Be there for people in need at Christmas time

16/01/2019 Posted by admin

CHRISTMAS holidays are usually a time to relax and forget about the pressures of the year.
Nanjing Night Net

For many people, the festive season can also be a time of increased stress, overwhelming pressure, disappointment or loneliness.

Some people may be particularly susceptible to triggers for depression and anxiety during the holiday period.

There are also financial pressures that put the spotlight on relationships and family issues – with the current economic situation adding to this pressure.

As with any anniversary, memories of distressing or sad events can come back into focus.

Murrumbidgee Local Health District director for mental health and drug and alcohol, Robyn

Manzie, encouraged everyone to take care of themselves, their friends and family this holiday season.

“Many people build up to this time of year with great hopes only to feel disappointed if their hopes aren’t fulfilled. This time can also be very stressful with the pressure of buying gifts, preparing food and catering for family, friends or visitors,” she said.

“It’s important to note that stress linked to the festive season should not be confused with depression. If the stress continues however, it can lead to distress which in some instances, may lead to depression.

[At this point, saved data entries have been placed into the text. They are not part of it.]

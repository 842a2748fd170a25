//! Directory scanning, ordering and eligibility.

use std::fs;
use std::os::unix::ffi::OsStrExt;
use std::os::unix::fs::MetadataExt;
use std::path::{Path, PathBuf};

/// Group/other permission bits; a node with none of them is skipped.
pub const SHARED_ACCESS_BITS: u32 =
    (libc::S_IRGRP | libc::S_IWGRP | libc::S_IROTH | libc::S_IWOTH) as u32;

/// Rolling shift-add hash of `name`, seeded with `mixup`.
#[must_use]
pub fn path_sum(name: &[u8], mixup: u32) -> u32 {
    name.iter()
        .fold(mixup, |sum, c| (sum << 1).wrapping_add(u32::from(*c)))
}

#[must_use]
pub fn is_shared_access(mode: u32) -> bool {
    mode & SHARED_ACCESS_BITS != 0
}

/// Paths known to misbehave when probed.
///
/// Each rule is a set of fragments that must all occur in the path.
#[derive(Debug, Clone, PartialEq, Eq)]
pub struct Denylist {
    rules: Vec<Vec<String>>,
}

impl Default for Denylist {
    /// Hyper-V VMBus devices under the PCI host bridge hang on read.
    fn default() -> Self {
        Self::empty().with_rule(&["PNP0A03", "VMBUS"])
    }
}

impl Denylist {
    #[must_use]
    pub fn empty() -> Self {
        Self { rules: Vec::new() }
    }

    #[must_use]
    pub fn with_rule<S: AsRef<str>>(mut self, fragments: &[S]) -> Self {
        if !fragments.is_empty() {
            self.rules
                .push(fragments.iter().map(|f| f.as_ref().to_owned()).collect());
        }
        self
    }

    #[must_use]
    pub fn is_denied(&self, path: &Path) -> bool {
        let text = path.to_string_lossy();
        self.rules
            .iter()
            .any(|rule| rule.iter().all(|fragment| text.contains(fragment.as_str())))
    }
}

#[derive(Debug, Clone, Copy, PartialEq, Eq)]
pub enum EntryKind {
    Directory,
    File,
}

#[derive(Debug, Clone, PartialEq, Eq)]
pub struct Entry {
    pub path: PathBuf,
    pub kind: EntryKind,
}

/// Eligible children of `dir`, ordered by [`path_sum`] under `mixup`.
///
/// Symlinks and special files are ignored. Unreadable directories yield nothing.
#[must_use]
pub fn scan_dir(dir: &Path, mixup: u32, denylist: &Denylist) -> Vec<Entry> {
    let Ok(read_dir) = fs::read_dir(dir) else {
        return Vec::new();
    };
    let mut keyed: Vec<(u32, Entry)> = read_dir
        .filter_map(Result::ok)
        .filter_map(|dirent| {
            let file_type = dirent.file_type().ok()?;
            let kind = if file_type.is_dir() {
                EntryKind::Directory
            } else if file_type.is_file() {
                EntryKind::File
            } else {
                return None;
            };
            let path = dirent.path();
            if denylist.is_denied(&path) {
                return None;
            }
            let mode = dirent.metadata().ok()?.mode();
            if !is_shared_access(mode) {
                return None;
            }
            let key = path_sum(dirent.file_name().as_bytes(), mixup);
            Some((key, Entry { path, kind }))
        })
        .collect();
    keyed.sort_by(|a, b| a.0.cmp(&b.0).then_with(|| a.1.path.cmp(&b.1.path)));
    keyed.into_iter().map(|(_, entry)| entry).collect()
}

“It’s important to think realistically about the holidays. If you’re facing the holiday season without your family and you know you’ll find it difficult, plan ahead to make sure you’ll be spending time with people you like. Being alone when everyone else appears to be with their families may increase feelings of isolation.”

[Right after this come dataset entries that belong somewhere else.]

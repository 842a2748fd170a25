//! Hazardous address generators.

use std::fmt;
use std::ptr;

use super::SandboxError;

/// A class of bad pointer handed to a system call.
#[derive(Debug, Clone, Copy, PartialEq, Eq, Hash)]
pub enum AddressHazard {
    /// One byte past an aligned static.
    Unaligned,
    /// A mapped but read-only page.
    ReadOnly,
    Null,
    /// Inside the executable text segment.
    Text,
    /// Last byte of a writable page whose successor is unmapped.
    PageEnd,
    /// All bits set.
    Max,
    /// First byte of a page that was unmapped.
    Unmapped,
}

impl AddressHazard {
    pub const ALL: [AddressHazard; 7] = [
        Self::Unaligned,
        Self::ReadOnly,
        Self::Null,
        Self::Text,
        Self::PageEnd,
        Self::Max,
        Self::Unmapped,
    ];

    #[must_use]
    pub const fn name(self) -> &'static str {
        match self {
            Self::Unaligned => "unaligned",
            Self::ReadOnly => "readonly",
            Self::Null => "null",
            Self::Text => "text",
            Self::PageEnd => "page_end",
            Self::Max => "max",
            Self::Unmapped => "unmapped",
        }
    }

    #[must_use]
    pub fn from_name(name: &str) -> Option<Self> {
        Self::ALL
            .into_iter()
            .find(|h| h.name().eq_ignore_ascii_case(name))
    }
}

impl fmt::Display for AddressHazard {
    fn fmt(&self, f: &mut fmt::Formatter<'_>) -> fmt::Result {
        f.write_str(self.name())
    }
}

static ALIGNED_DATA: [u64; 2] = [0; 2];

/// Pages backing the page-relative hazards.
///
/// `ro_page` is one `PROT_READ` page. `rw_page` is a writable page whose successor
/// has been unmapped, so `rw_page + page_size` faults.
#[derive(Debug)]
pub struct HazardPages {
    ro_page: *mut libc::c_void,
    rw_page: *mut libc::c_void,
    page_size: usize,
}

// SAFETY: the pages are only handed to syscalls in forked children; the parent
// never dereferences them.
unsafe impl Send for HazardPages {}
unsafe impl Sync for HazardPages {}

fn map_anon(len: usize, prot: libc::c_int) -> Result<*mut libc::c_void, SandboxError> {
    // SAFETY: anonymous private mapping without address hint; result checked.
    let p = unsafe {
        libc::mmap(
            ptr::null_mut(),
            len,
            prot,
            libc::MAP_PRIVATE | libc::MAP_ANONYMOUS,
            -1,
            0,
        )
    };
    if p == libc::MAP_FAILED {
        return Err(SandboxError::Map(super::last_errno()));
    }
    Ok(p)
}

impl HazardPages {
    pub fn new(page_size: usize) -> Result<Self, SandboxError> {
        let ro_page = map_anon(page_size, libc::PROT_READ)?;
        let rw_page = match map_anon(page_size * 2, libc::PROT_READ | libc::PROT_WRITE) {
            Ok(p) => p,
            Err(err) => {
                // SAFETY: ro_page was mapped above with this length.
                unsafe { libc::munmap(ro_page, page_size) };
                return Err(err);
            }
        };
        // SAFETY: the second page belongs to the mapping made above.
        unsafe {
            libc::munmap(rw_page.cast::<u8>().add(page_size).cast(), page_size);
        }
        Ok(Self {
            ro_page,
            rw_page,
            page_size,
        })
    }

    #[must_use]
    pub fn ro_page(&self) -> *mut libc::c_void {
        self.ro_page
    }

    #[must_use]
    pub fn page_size(&self) -> usize {
        self.page_size
    }

    /// The bad address for `hazard`.
    #[must_use]
    pub fn address(&self, hazard: AddressHazard) -> *mut libc::c_void {
        let rw = self.rw_page as usize;
        let addr = match hazard {
            AddressHazard::Unaligned => ALIGNED_DATA.as_ptr() as usize + 1,
            AddressHazard::ReadOnly => self.ro_page as usize,
            AddressHazard::Null => 0,
            AddressHazard::Text => libc::write as *const () as usize,
            AddressHazard::PageEnd => rw + self.page_size - 1,
            AddressHazard::Max => usize::MAX,
            AddressHazard::Unmapped => rw + self.page_size,
        };
        addr as *mut libc::c_void
    }
}

impl Drop for HazardPages {
    fn drop(&mut self) {
        // SAFETY: both mappings were created in `new`; the second rw page is
        // already gone.
        unsafe {
            libc::munmap(self.ro_page, self.page_size);
            libc::munmap(self.rw_page, self.page_size);
        }
    }
}

#[cfg(test)]
mod tests {
    use super::*;

    #[test]
    fn names_round_trip_and_are_unique() {
        for hazard in AddressHazard::ALL {
            assert_eq!(AddressHazard::from_name(hazard.name()), Some(hazard));
        }
        assert_eq!(AddressHazard::from_name("NULL"), Some(AddressHazard::Null));
        assert_eq!(AddressHazard::from_name("bogus"), None);
    }

    #[test]
    fn addresses_have_expected_shape() {
        let page = sysprobe_shm::page_size();
        let pages = HazardPages::new(page).expect("map hazard pages");
        assert!(pages.address(AddressHazard::Null).is_null());
        assert_eq!(pages.address(AddressHazard::Max) as usize, usize::MAX);
        assert_eq!(pages.address(AddressHazard::Unaligned) as usize % 8, 1);
        assert_eq!(pages.address(AddressHazard::ReadOnly), pages.ro_page());
        let end = pages.address(AddressHazard::PageEnd) as usize;
        let unmapped = pages.address(AddressHazard::Unmapped) as usize;
        assert_eq!(end + 1, unmapped);
        assert_eq!(unmapped % page, 0);
    }

    #[test]
    fn page_end_is_writable() {
        let page = sysprobe_shm::page_size();
        let pages = HazardPages::new(page).expect("map hazard pages");
        let end = pages.address(AddressHazard::PageEnd).cast::<u8>();
        // SAFETY: the last byte of the writable page is mapped read-write.
        unsafe {
            end.write(0x5a);
            assert_eq!(end.read(), 0x5a);
        }
    }
}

Over the holiday season, look for the signs and symptoms of depression. Listen to what your friends and family members are saying about how they feel and if necessary, talk about seeking help together.

Tips on how to help someone with depression:

People with depression often don’t see the point of doing anything and may feel that no one can really help them.

Helping someone who isn’t ready to recognise they need assistance may be very difficult.

DO – it’s helpful to:

– spend time talking about the person’s experiences with them

– indicate you’ve noticed a change in the person’s behaviour

– let the person know you’re there to listen without being judgmental

– suggest the person talks to a doctor or mental health professional

– help the person to make an appointment and/or go with the person to see a doctor or mental health professional

– ask the person how the appointment went

– talk openly about depression and help the person to find information

– encourage the person to exercise, eat well and become involved in social activities

– keep in touch and encourage close friends and family to do the same.

– Don’t be afraid to ask for or accept help

– Spend time with supportive and caring people

– Keep track of your Christmas spending

– Be realistic about what you can and cannot do

– Remember to keep active; exercise is great for your wellbeing.

– Get plenty of sleep

– When drinking alcohol, do so in moderation.

No one should feel like they have to keep silent about depression or anxiety.

Beyondblue’s info line – 1300 22 4636 – will operate 24/7 over the holiday period for anyone needing information on depression, anxiety and related drug and alcohol problems.

A list of symptoms of depression and anxiety, checklists and other information about effective treatments and how to help someone can be found at www.beyondblue.org.au

Other organisations have free telephone counselling or support lines andinclude:

– Lifeline 131114

– Kids Helpline 1800 551800

– Mensline 1300 789978

– Mental Health Access Line 1800 800 944

This story Administrator ready to work first appeared on Nanjing Night Net.